:: Aim of the exercise ::
Carry over every entry exactly as it appears in the records.

:: Provided information ::
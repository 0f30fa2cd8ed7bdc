use thiserror::Error;

#[derive(Clone, Error, Debug)]
pub enum CoinError {
    // Construction-time errors
    #[error("Invalid transaction value: {0}")]
    InvalidTransactionValue(String),
    #[error("Invalid transaction address: {0}")]
    InvalidTransactionAddress(String),
    #[error("Invalid block structure: {0}")]
    InvalidBlockStructure(String),

    // Wire errors
    #[error("Malformed message: {0}")]
    MalformedMessage(String),

    // Network-path errors
    #[error("Peer unreachable: {0}")]
    PeerUnreachable(String),
    #[error("Network i/o error: {0}")]
    Network(String),
}

impl From<std::io::Error> for CoinError {
    fn from(err: std::io::Error) -> Self {
        CoinError::Network(err.to_string())
    }
}

impl From<serde_json::Error> for CoinError {
    fn from(err: serde_json::Error) -> Self {
        CoinError::MalformedMessage(err.to_string())
    }
}

pub type Result<T> = std::result::Result<T, CoinError>;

:: Answer space ::
repository 0f30fa2cd8ed7bdc
use thiserror::Error;

#[derive(Clone, Error, Debug)]
pub enum CoinError {
    // Construction-time errors
    #[error("Invalid transaction value: {0}")]
    InvalidTransactionValue(String),
    #[error("Invalid transaction address: {0}")]
    InvalidTransactionAddress(String),
    #[error("Invalid block structure: {0}")]
    InvalidBlockStructure(String),

    // Wire errors
    #[error("Malformed message: {0}")]
    MalformedMessage(String),

    // Network-path errors
    #[error("Peer unreachable: {0}")]
    PeerUnreachable(String),
    #[error("Network i/o error: {0}")]
    Network(String),
}

impl From<std::io::Error> for CoinError {
    fn from(err: std::io::Error) -> Self {
        CoinError::Network(err.to_string())
    }
}

impl From<serde_json::Error> for CoinError {
    fn from(err: serde_json::Error) -> Self {
        CoinError::MalformedMessage(err.to_string())
    }
}

pub type Result<T> = std::result::Result<T, CoinError>;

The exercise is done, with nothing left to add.